Aliases: Win95.CIH.corrupted, W95/CIH.remnants, W95.CIH.damaged
Variants: Win95/CIH.remnants , TR/FlashKiller.B , Win95.CIH.Rest.Gen

Classification: Malware
Category: Computer Virus

Status: Active & Spreading
Spreading: Slow
Geographical info: Asia, North and South America, and some parts of Europe and Australia
Removal: Easy
Platform: W32
Discovered: 28 Jun 1998
Damage: Low

Characteristics: The W95.CIH.corrupt program is a virus that infects 32-bit Windows 95 executable files. This virus modifies or corrupt the software that manages the data flow between system devices and overwrites a part of the BIOS program to keep the computer from starting up when the power is turned on.

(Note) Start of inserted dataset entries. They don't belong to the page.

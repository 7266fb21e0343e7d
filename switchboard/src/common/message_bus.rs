/*
 * Copyright (c) 2024. Govcraft
 *
 * Licensed under either of
 *   * Apache License, Version 2.0 (the "License");
 *     you may not use this file except in compliance with the License.
 *     You may obtain a copy of the License at http://www.apache.org/licenses/LICENSE-2.0
 *   * MIT license: http://opensource.org/licenses/MIT
 *
 * Unless required by applicable law or agreed to in writing, software
 * distributed under the License is distributed on an "AS IS" BASIS,
 * WITHOUT WARRANTIES OR CONDITIONS OF ANY KIND, either express or implied.
 * See the applicable License for the specific language governing permissions and
 * limitations under that License.
 */

use std::collections::HashMap;
use std::fmt;
use std::sync::{Arc, Weak};

use parking_lot::Mutex;
use static_assertions::assert_impl_all;
use tracing::{debug, error, instrument, trace};

use crate::common::{AgentRef, BusError};
use crate::message::{Message, Recipient};
use crate::traits::Agent;

/// The central switch for message delivery.
///
/// `MessageBus` owns the registry of agents and the append-only history of every
/// message passed to [`send`](Self::send). It is a cheap handle: clones share the
/// same registry and history.
///
/// Registry and history sit behind a single mutex. The lock is released before
/// any agent is invoked, so reactions may call back into the bus; such nested
/// sends complete, depth-first, before the outer `send` returns.
#[derive(Clone, Default)]
pub struct MessageBus {
    state: Arc<Mutex<BusState>>,
}

/// A non-owning back-reference from an agent to the bus it is registered on.
#[derive(Clone)]
pub(crate) struct WeakBus(Weak<Mutex<BusState>>);

#[derive(Default)]
struct BusState {
    /// Agents in registration order; broadcast delivery follows this order.
    registry: Vec<AgentRef>,
    /// Name to position in `registry`.
    index: HashMap<String, usize>,
    history: Vec<Message>,
}

impl BusState {
    fn lookup(&self, name: &str) -> Option<AgentRef> {
        self.index
            .get(name)
            .map(|&position| Arc::clone(&self.registry[position]))
    }
}

impl MessageBus {
    /// Creates an empty bus.
    #[must_use]
    pub fn new() -> Self {
        Self::default()
    }

    /// Registers an agent under the name held by its [`AgentCore`](crate::prelude::AgentCore).
    ///
    /// Binds the agent's back-reference to this bus so it can send. The agent's
    /// [`on_start`](Agent::on_start) hook is *not* called; that is left to the
    /// surrounding orchestration.
    ///
    /// # Errors
    ///
    /// * [`BusError::DuplicateName`] if an agent with the same name is registered.
    /// * [`BusError::AlreadyRegistered`] if the agent is already bound to a bus.
    ///
    /// Neither error changes the registry.
    pub fn register<A: Agent>(&self, agent: Arc<A>) -> Result<(), BusError> {
        self.register_agent(agent)
    }

    /// Registers a type-erased agent. See [`register`](Self::register).
    ///
    /// # Errors
    ///
    /// Same as [`register`](Self::register).
    #[instrument(skip_all, fields(agent = %agent.core().name()))]
    pub fn register_agent(&self, agent: AgentRef) -> Result<(), BusError> {
        let mut state = self.state.lock();
        let name = agent.core().name().to_string();
        if state.index.contains_key(&name) {
            return Err(BusError::DuplicateName(name));
        }
        agent.core().attach(self.downgrade())?;

        let position = state.registry.len();
        state.registry.push(agent);
        state.index.insert(name, position);
        debug!(position, "agent registered");
        Ok(())
    }

    /// Records a message in history and delivers it.
    ///
    /// The message is appended to history unconditionally. A directed message is
    /// handed to its recipient if registered and silently dropped otherwise. A
    /// broadcast is handed to every registered agent, in registration order,
    /// including the sender if it is registered.
    ///
    /// A reaction that returns an error is logged; delivery continues with the
    /// next recipient.
    #[instrument(
        level = "trace",
        skip_all,
        fields(sender = %message.sender(), recipient = %message.recipient(), topic = %message.topic())
    )]
    pub fn send(&self, message: Message) {
        let targets: Vec<AgentRef> = {
            let mut state = self.state.lock();
            state.history.push(message.clone());
            match message.recipient() {
                Recipient::Agent(name) => state.lookup(name).into_iter().collect(),
                Recipient::Broadcast => state.registry.clone(),
            }
        };

        if targets.is_empty() {
            if let Recipient::Agent(name) = message.recipient() {
                debug!(recipient = %name, "no agent registered under recipient name, dropping message");
            }
            return;
        }

        for agent in targets {
            trace!(agent = %agent.core().name(), "delivering message");
            if let Err(error) = agent.receive(&message) {
                error!(agent = %agent.core().name(), topic = %message.topic(), %error, "agent reaction failed");
            }
        }
    }

    /// Returns a snapshot of every message sent so far, in call order.
    ///
    /// The returned vector is owned by the caller; changing it has no effect on the bus.
    #[must_use]
    pub fn history(&self) -> Vec<Message> {
        self.state.lock().history.clone()
    }

    /// Number of messages recorded in history.
    #[must_use]
    pub fn history_len(&self) -> usize {
        self.state.lock().history.len()
    }

    /// Names of registered agents, in registration order.
    #[must_use]
    pub fn agent_names(&self) -> Vec<String> {
        self.state
            .lock()
            .registry
            .iter()
            .map(|agent| agent.core().name().to_string())
            .collect()
    }

    /// Returns `true` if an agent is registered under `name`.
    #[must_use]
    pub fn contains(&self, name: &str) -> bool {
        self.state.lock().index.contains_key(name)
    }

    /// Looks up a registered agent by name.
    #[must_use]
    pub fn agent(&self, name: &str) -> Option<AgentRef> {
        self.state.lock().lookup(name)
    }

    /// Number of registered agents.
    #[must_use]
    pub fn len(&self) -> usize {
        self.state.lock().registry.len()
    }

    /// Returns `true` when no agent is registered.
    #[must_use]
    pub fn is_empty(&self) -> bool {
        self.len() == 0
    }

    pub(crate) fn downgrade(&self) -> WeakBus {
        WeakBus(Arc::downgrade(&self.state))
    }
}

impl WeakBus {
    pub(crate) fn upgrade(&self) -> Option<MessageBus> {
        self.0.upgrade().map(|state| MessageBus { state })
    }
}

impl fmt::Debug for MessageBus {
    fn fmt(&self, f: &mut fmt::Formatter<'_>) -> fmt::Result {
        let state = self.state.lock();
        let agents: Vec<&str> = state.registry.iter().map(|agent| agent.core().name()).collect();
        f.debug_struct("MessageBus")
            .field("agents", &agents)
            .field("history_len", &state.history.len())
            .finish()
    }
}

impl fmt::Debug for WeakBus {
    fn fmt(&self, f: &mut fmt::Formatter<'_>) -> fmt::Result {
        f.debug_tuple("WeakBus")
            .field(&(self.0.strong_count() > 0))
            .finish()
    }
}

assert_impl_all!(MessageBus: Send, Sync, Clone);
/*
 * Copyright (c) 2024. Govcraft
 *
 * Licensed under either of
 *   * Apache License, Version 2.0 (the "License");
 *     you may not use this file except in compliance with the License.
 *     You may obtain a copy of the License at http://www.apache.org/licenses/LICENSE-2.0
 *   * MIT license: http://opensource.org/licenses/MIT
 *
 * Unless required by applicable law or agreed to in writing, software
 * distributed under the License is distributed on an "AS IS" BASIS,
 * WITHOUT WARRANTIES OR CONDITIONS OF ANY KIND, either express or implied.
 * See the applicable License for the specific language governing permissions and
 * limitations under that License.
 */

//! Defines the message value model used on the bus.
//!
//! # Key Types
//!
//! *   [`Message`]: An immutable value carrying sender, recipient, topic, payload and metadata.
//! *   [`Recipient`]: Either a named agent or the broadcast marker.
//! *   [`Payload`]: A JSON object used for both payload and metadata.

// --- Public Re-exports ---
pub use bus_message::Message;
pub use payload::{payload, Payload};
pub use recipient::Recipient;
pub use topic::{is_reply_topic, topic_in_namespace, REPLY_SUFFIX, TOPIC_SEPARATOR};

// --- Submodules ---

/// Defines the [`Message`] value.
mod bus_message;
/// Defines [`Payload`] and the [`payload`] constructor helper.
mod payload;
/// Defines the [`Recipient`] addressing sum type.
mod recipient;
/// Topic naming conventions.
mod topic;
/*
 * Copyright (c) 2024. Govcraft
 *
 * Licensed under either of
 *   * Apache License, Version 2.0 (the "License");
 *     you may not use this file except in compliance with the License.
 *     You may obtain a copy of the License at http://www.apache.org/licenses/LICENSE-2.0
 *   * MIT license: http://opensource.org/licenses/MIT
 *
 * Unless required by applicable law or agreed to in writing, software
 * distributed under the License is distributed on an "AS IS" BASIS,
 * WITHOUT WARRANTIES OR CONDITIONS OF ANY KIND, either express or implied.
 * See the applicable License for the specific language governing permissions and
 * limitations under that License.
 */

use tracing_appender::non_blocking::WorkerGuard;
use tracing_appender::rolling::{RollingFileAppender, Rotation};
use tracing_subscriber::fmt::format::FmtSpan;
use tracing_subscriber::{EnvFilter, FmtSubscriber};

use crate::common::config::TracingConfig;
use crate::common::LoggingError;

/// Installs the global tracing subscriber described by `config`.
///
/// `RUST_LOG`, when set to a valid directive, takes precedence over `config.level`. With a
/// `log_directory`, output goes to a non-blocking file writer and the returned
/// guard must be held until shutdown so buffered lines are flushed; otherwise
/// output goes to stderr and `None` is returned.
///
/// # Errors
///
/// * [`LoggingError::Filter`] if `config.level` is not a valid directive.
/// * [`LoggingError::Directory`] if the log directory cannot be created.
/// * [`LoggingError::Subscriber`] if a global subscriber is already installed.
pub fn init_tracing(config: &TracingConfig) -> Result<Option<WorkerGuard>, LoggingError> {
    let filter = env_filter(&config.level, std::env::var(EnvFilter::DEFAULT_ENV).ok())?;

    let builder = FmtSubscriber::builder()
        .with_span_events(FmtSpan::NONE)
        .compact()
        .with_line_number(true)
        .with_target(true)
        .with_env_filter(filter);

    match &config.log_directory {
        Some(directory) => {
            std::fs::create_dir_all(directory).map_err(|source| LoggingError::Directory {
                path: directory.into(),
                source,
            })?;
            let file_appender = RollingFileAppender::new(Rotation::NEVER, directory, &config.log_file);
            let (non_blocking, guard) = tracing_appender::non_blocking(file_appender);

            let subscriber = builder.with_ansi(false).with_writer(non_blocking).finish();
            tracing::subscriber::set_global_default(subscriber)
                .map_err(|e| LoggingError::Subscriber(e.to_string()))?;
            Ok(Some(guard))
        }
        None => {
            let subscriber = builder
                .with_ansi(config.ansi)
                .with_writer(std::io::stderr)
                .finish();
            tracing::subscriber::set_global_default(subscriber)
                .map_err(|e| LoggingError::Subscriber(e.to_string()))?;
            Ok(None)
        }
    }
}

/// Uses `from_env` when it parses, otherwise the configured `level`.
fn env_filter(level: &str, from_env: Option<String>) -> Result<EnvFilter, LoggingError> {
    if let Some(filter) = from_env.and_then(|directive| EnvFilter::try_new(directive).ok()) {
        return Ok(filter);
    }
    EnvFilter::try_new(level).map_err(|e| LoggingError::Filter {
        directive: level.to_string(),
        message: e.to_string(),
    })
}

#[cfg(test)]
mod tests {
    use super::*;

    #[test]
    fn invalid_level_is_a_filter_error() {
        let err = env_filter("not[a=filter", None).unwrap_err();
        assert!(matches!(err, LoggingError::Filter { ref directive, .. } if directive == "not[a=filter"));
    }

    #[test]
    fn valid_env_directive_wins_over_level() {
        assert!(env_filter("not[a=filter", Some("switchboard=debug".to_string())).is_ok());
        assert!(env_filter("info", Some("not[a=filter".to_string())).is_ok());
    }

    #[test]
    fn log_directory_under_a_file_is_a_directory_error() {
        let file = tempfile::NamedTempFile::new().unwrap();
        let config = TracingConfig {
            level: "info".to_string(),
            log_directory: Some(file.path().join("logs").display().to_string()),
            ..TracingConfig::default()
        };

        let err = init_tracing(&config).unwrap_err();
        assert!(matches!(err, LoggingError::Directory { .. }));
    }
}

More details about W95.CIH.corrupt

W95.CIH.corrupt infects by first looking for empty, unused spaces in the file then breaks itself up into smaller pieces, and inserts its code in the unused spaces. It can overwrite critical data areas in the first 2,048 sectors of the hard disk. If this happens, a "non-system disk" is seen when the computer boots from the hard drive, or an "invalid media" message when trying to boot from a system floppy disk or from a Rescue disk. It overwrites the sectors until the system crashes. It may cause permanent damage to the computer once the Flash BIOS is attacked.

When a file is diagnosed infected by the W95.CIH.corrupt virus, the file usually can no longer be repaired. The only solution is to delete and replace the file with a backup from a clean copy. If the system is infected with W95.CIH.corrupt virus when an application is being installed or upgraded, the virus tends to interfere with the installation process. This leaves the application useless, waste, and unusable. And if an application is infected after it was installed or upgraded, the application will work normally, however, there may be noticeable delay in time of loading in memory to be executed.